Bulgaria's PM-designate announces graft-fighting govt

Bulgaria’s PM-designate Kiril Petkov, whose new anti-graft party won general elections last month, said on Saturday he hoped to take office on Monday as the head of a four-party coalition, ending months of political deadlock in the poorest EU country.

Announcing his cabinet, Harvard graduate and former entrepreneur Petkov, 41, said he would “not lose a minute” in getting his cabinet approved by parliament.

“I hope that as soon as Monday, this government will become a reality and will remain so over the next four years,” Petkov said as he unveiled ministerial picks that included many younger professionals with overseas experience or from business circles. 

Two elections in April and July returned fractured parliaments that failed to form a cabinet.

Disillusioned voters backed Petkov’s newly founded anti-graft party We Continue the Change (PP) on a third vote on November 14, lured by its platform for “zero tolerance for corruption”.

The new government will end ten years of dominance by the centre-right GERB party of “tough guy” ex-Prime Minister Boyko Borisov.

A burly former fireman and bodyguard with a karate black belt, he had faced massive anti-corruption protests in 2020.

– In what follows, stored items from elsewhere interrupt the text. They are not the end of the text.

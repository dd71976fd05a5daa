//! Key estimation result types

use std::fmt;

use serde::{Deserialize, Serialize};

use super::metadata::AnalysisMetadata;

/// Pitch-class names, sharp spellings only (0 = C, 1 = C#, ..., 11 = B)
pub const PITCH_CLASS_NAMES: [&str; 12] = [
    "C", "C#", "D", "D#", "E", "F", "F#", "G", "G#", "A", "A#", "B",
];

/// Tonal mode
#[derive(Debug, Clone, Copy, PartialEq, Eq, Hash, Serialize, Deserialize)]
#[serde(rename_all = "snake_case")]
pub enum Mode {
    /// Major mode
    Major,
    /// Minor mode
    Minor,
}

impl fmt::Display for Mode {
    fn fmt(&self, f: &mut fmt::Formatter<'_>) -> fmt::Result {
        match self {
            Mode::Major => write!(f, "major"),
            Mode::Minor => write!(f, "minor"),
        }
    }
}

/// Musical key: tonic pitch class plus mode
#[derive(Debug, Clone, Copy, PartialEq, Eq, Hash, Serialize, Deserialize)]
pub struct Key {
    /// Tonic pitch class (0 = C, 1 = C#, ..., 11 = B)
    pub tonic: u8,
    /// Major or minor
    pub mode: Mode,
}

impl Key {
    /// Major key on `tonic` (wrapped into 0-11)
    pub fn major(tonic: u8) -> Self {
        Self {
            tonic: tonic % 12,
            mode: Mode::Major,
        }
    }

    /// Minor key on `tonic` (wrapped into 0-11)
    pub fn minor(tonic: u8) -> Self {
        Self {
            tonic: tonic % 12,
            mode: Mode::Minor,
        }
    }

    /// Name of the tonic pitch class ("C", "F#", ...)
    pub fn tonic_name(&self) -> &'static str {
        PITCH_CLASS_NAMES[self.tonic as usize % 12]
    }

    /// Human-readable label, e.g. "C major" or "F# minor"
    ///
    /// # Example
    ///
    /// ```
    /// use stratum_tonal::Key;
    ///
    /// assert_eq!(Key::major(0).name(), "C major");
    /// assert_eq!(Key::minor(9).name(), "A minor");
    /// assert_eq!(Key::minor(10).name(), "A# minor");
    /// ```
    pub fn name(&self) -> String {
        format!("{} {}", self.tonic_name(), self.mode)
    }

    /// Key signature an exporter should write for this key
    ///
    /// Minor keys share the signature of their relative major (three
    /// semitones up). The tonic is placed on the circle of fifths and folded
    /// into -6..=6, flats negative. F# major is written with six sharps,
    /// C# major as Db with five flats.
    ///
    /// # Example
    ///
    /// ```
    /// use stratum_tonal::Key;
    ///
    /// assert_eq!(Key::major(7).key_signature().fifths, 1);  // G: one sharp
    /// assert_eq!(Key::major(5).key_signature().fifths, -1); // F: one flat
    /// assert_eq!(Key::minor(9).key_signature().fifths, 0);  // A minor
    /// ```
    pub fn key_signature(&self) -> KeySignature {
        let relative_major = match self.mode {
            Mode::Major => self.tonic as i32 % 12,
            Mode::Minor => (self.tonic as i32 + 3) % 12,
        };
        // Seven semitones per fifth, so 7 * pc mod 12 is the circle position
        let position = (relative_major * 7) % 12;
        let fifths = if position > 6 { position - 12 } else { position };

        KeySignature {
            fifths: fifths as i8,
            mode: self.mode,
        }
    }
}

impl fmt::Display for Key {
    fn fmt(&self, f: &mut fmt::Formatter<'_>) -> fmt::Result {
        write!(f, "{} {}", self.tonic_name(), self.mode)
    }
}

/// Key signature in the form MIDI and MusicXML writers consume
#[derive(Debug, Clone, Copy, PartialEq, Eq, Serialize, Deserialize)]
pub struct KeySignature {
    /// Sharps (positive) or flats (negative), -6..=6
    pub fifths: i8,
    /// Mode of the key
    pub mode: Mode,
}

impl KeySignature {
    /// Data bytes of the Standard MIDI File key-signature meta event (`sf`, `mi`)
    pub fn midi_meta_bytes(&self) -> [u8; 2] {
        let mi = match self.mode {
            Mode::Major => 0,
            Mode::Minor => 1,
        };
        [self.fifths as u8, mi]
    }
}

/// Outcome of a single key estimation
///
/// `Undetermined` is returned when the chroma carries no tonal information
/// (silence, constant energy) and no key can be ranked above another.
#[derive(Debug, Clone, PartialEq, Serialize, Deserialize)]
#[serde(tag = "status", rename_all = "snake_case")]
pub enum KeyEstimate {
    /// A key was found
    Determined {
        /// Winning key
        key: Key,
        /// Pearson correlation of the winning template rotation, in [-1, 1]
        strength: f64,
        /// Rendered label, e.g. "C major"
        label: String,
    },
    /// No key could be ranked (degenerate input)
    Undetermined,
}

impl KeyEstimate {
    /// Build a determined estimate, rendering its label
    pub fn determined(key: Key, strength: f64) -> Self {
        KeyEstimate::Determined {
            key,
            strength,
            label: key.name(),
        }
    }

    /// True unless the estimate is undetermined
    pub fn is_determined(&self) -> bool {
        matches!(self, KeyEstimate::Determined { .. })
    }

    /// Winning key, if any
    pub fn key(&self) -> Option<Key> {
        match self {
            KeyEstimate::Determined { key, .. } => Some(*key),
            KeyEstimate::Undetermined => None,
        }
    }

    /// Correlation strength of the winning key, if any
    pub fn strength(&self) -> Option<f64> {
        match self {
            KeyEstimate::Determined { strength, .. } => Some(*strength),
            KeyEstimate::Undetermined => None,
        }
    }

    /// Rendered label, if any
    pub fn label(&self) -> Option<&str> {
        match self {
            KeyEstimate::Determined { label, .. } => Some(label),
            KeyEstimate::Undetermined => None,
        }
    }
}

impl fmt::Display for KeyEstimate {
    fn fmt(&self, f: &mut fmt::Formatter<'_>) -> fmt::Result {
        match self {
            KeyEstimate::Determined { label, strength, .. } => {
                write!(f, "{} ({:.3})", label, strength)
            }
            KeyEstimate::Undetermined => write!(f, "undetermined"),
        }
    }
}

/// Aggregate of all musical features extracted for one audio file
#[derive(Debug, Clone, Serialize, Deserialize)]
pub struct MusicalFeatures {
    /// Tempo estimate in BPM
    pub tempo_bpm: f64,

    /// Estimated global key
    pub key: KeyEstimate,

    /// Voiced pitch values in Hz (possibly truncated, see `AnalysisConfig::max_pitch_values`)
    pub pitch_hz: Vec<f64>,

    /// Beat times in seconds
    pub rhythm_seconds: Vec<f64>,

    /// Analysis metadata
    pub metadata: AnalysisMetadata,
}

#[cfg(test)]
mod tests {
    use super::*;

    #[test]
    fn test_key_name_major() {
        assert_eq!(Key::major(0).name(), "C major");
        assert_eq!(Key::major(1).name(), "C# major");
        assert_eq!(Key::major(6).name(), "F# major");
        assert_eq!(Key::major(11).name(), "B major");
    }

    #[test]
    fn test_key_name_minor() {
        assert_eq!(Key::minor(0).name(), "C minor");
        assert_eq!(Key::minor(3).name(), "D# minor");
        assert_eq!(Key::minor(9).name(), "A minor");
        assert_eq!(Key::minor(8).name(), "G# minor");
    }

    #[test]
    fn test_tonic_wraps() {
        assert_eq!(Key::major(14), Key::major(2));
        assert_eq!(Key::minor(12).tonic, 0);
    }

    #[test]
    fn test_display_matches_name() {
        for tonic in 0..12 {
            let key = Key::minor(tonic);
            assert_eq!(key.to_string(), key.name());
        }
    }

    #[test]
    fn test_key_signature_major() {
        // Circle of fifths: C G D A E B F# | Db Ab Eb Bb F
        let expected: [(u8, i8); 12] = [
            (0, 0),
            (7, 1),
            (2, 2),
            (9, 3),
            (4, 4),
            (11, 5),
            (6, 6),
            (1, -5),
            (8, -4),
            (3, -3),
            (10, -2),
            (5, -1),
        ];
        for (tonic, fifths) in expected {
            assert_eq!(
                Key::major(tonic).key_signature().fifths,
                fifths,
                "major tonic {}",
                tonic
            );
        }
    }

    #[test]
    fn test_key_signature_minor_uses_relative_major() {
        assert_eq!(Key::minor(9).key_signature().fifths, 0); // Am ~ C
        assert_eq!(Key::minor(4).key_signature().fifths, 1); // Em ~ G
        assert_eq!(Key::minor(2).key_signature().fifths, -1); // Dm ~ F
        assert_eq!(Key::minor(0).key_signature().fifths, -3); // Cm ~ Eb
        assert_eq!(Key::minor(3).key_signature().fifths, 6); // D#m ~ F#
    }

    #[test]
    fn test_midi_meta_bytes() {
        assert_eq!(Key::major(7).key_signature().midi_meta_bytes(), [1, 0]);
        assert_eq!(Key::minor(2).key_signature().midi_meta_bytes(), [0xFF, 1]);
    }

    #[test]
    fn test_estimate_accessors() {
        let estimate = KeyEstimate::determined(Key::minor(9), 0.82);
        assert!(estimate.is_determined());
        assert_eq!(estimate.key(), Some(Key::minor(9)));
        assert_eq!(estimate.strength(), Some(0.82));
        assert_eq!(estimate.label(), Some("A minor"));
        assert_eq!(estimate.to_string(), "A minor (0.820)");

        let undetermined = KeyEstimate::Undetermined;
        assert!(!undetermined.is_determined());
        assert_eq!(undetermined.key(), None);
        assert_eq!(undetermined.strength(), None);
        assert_eq!(undetermined.label(), None);
        assert_eq!(undetermined.to_string(), "undetermined");
    }
}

Petkov and another Harvard graduate and former entrepreneur, 44-year-old Assen Vassilev, have won praise for their decisive actions as interim ministers of economy and finance to restore transparency in spending taxpayers’ money and eradicate corruption.

And voters rewarded their decision to co-found the PP in September as analysts welcomed what they called a new more transparent and consensus-based political style.

 

– ‘Bringer of hope’ – 

 

The two managed to strike late on Friday a difficult 140-page coalition deal with four diametrically opposed partners — the Socialist BSP party, the anti-establishment ITN formation of showman Slavi Trifonov, and the right-wing DB coalition, ensuring a majority of 134 lawmakers in the 240-seat parliament.

Observers welcomed the deal, which will see ministers from all four political formations, with many clashing views.

“We have already announced the tasks and policies in the coalition agreement itself, we will expect the ministers to be efficient…. The stability of the coalition government will be a function of how well each of these ministers is doing their job,” the affable Petkov told journalists on Saturday.

“The project of Kiril Petkov — a bringer of hope for Bulgarians — arrives at a good moment as no party has an interest in new elections,” analyst Dimitar Ganev said.

Petkov, a father of three girls nicknamed John Travolta for his resemblance to the actor, enjoys a personal popularity rate of 48 percent, a Gallup poll showed.

He likes to walk to work and talk to people in the streets.

 

– ‘Young positive faces’ –

Many people turned out on Saturday to greet him as he left the presidency after being officially tasked by President Rumen Radev with forming a government.

Cultural anthropology professor Ivaylo Dichev also praised “the young and positive faces” that would enter his cabinet in contrast with the “characteristic threatening expressions” of Bulgarian politicians before.

“It is your and your partners’ responsibility to reform the vicious model of power established by years of authoritative rule, to overcome corruption, arbitrariness, inequalities and injustice,” President Radev, a vehement critic of Borisov, said as he was presented with Petkov’s cabinet list.

Bulgaria is a parliamentary republic and the new government has to be approved and sworn in by parliament, which is expected to do this at an extraordinary session on Monday. 

Zero tolerance for corruption is the slogan of Petkov’s coalition.

High on its priority list will be revamping the much criticised judiciary and establishing an accountability mechanism for the country’s powerful chief prosecutor, accused by protesters of shielding high-ranking corruption.

Handling a health sector crisis caused by the onslaught of the coronavirus and fed by low vaccination rates of just 26 percent, as well as reining in electricity price hikes were two other priorities outlined by Petkov on Saturday.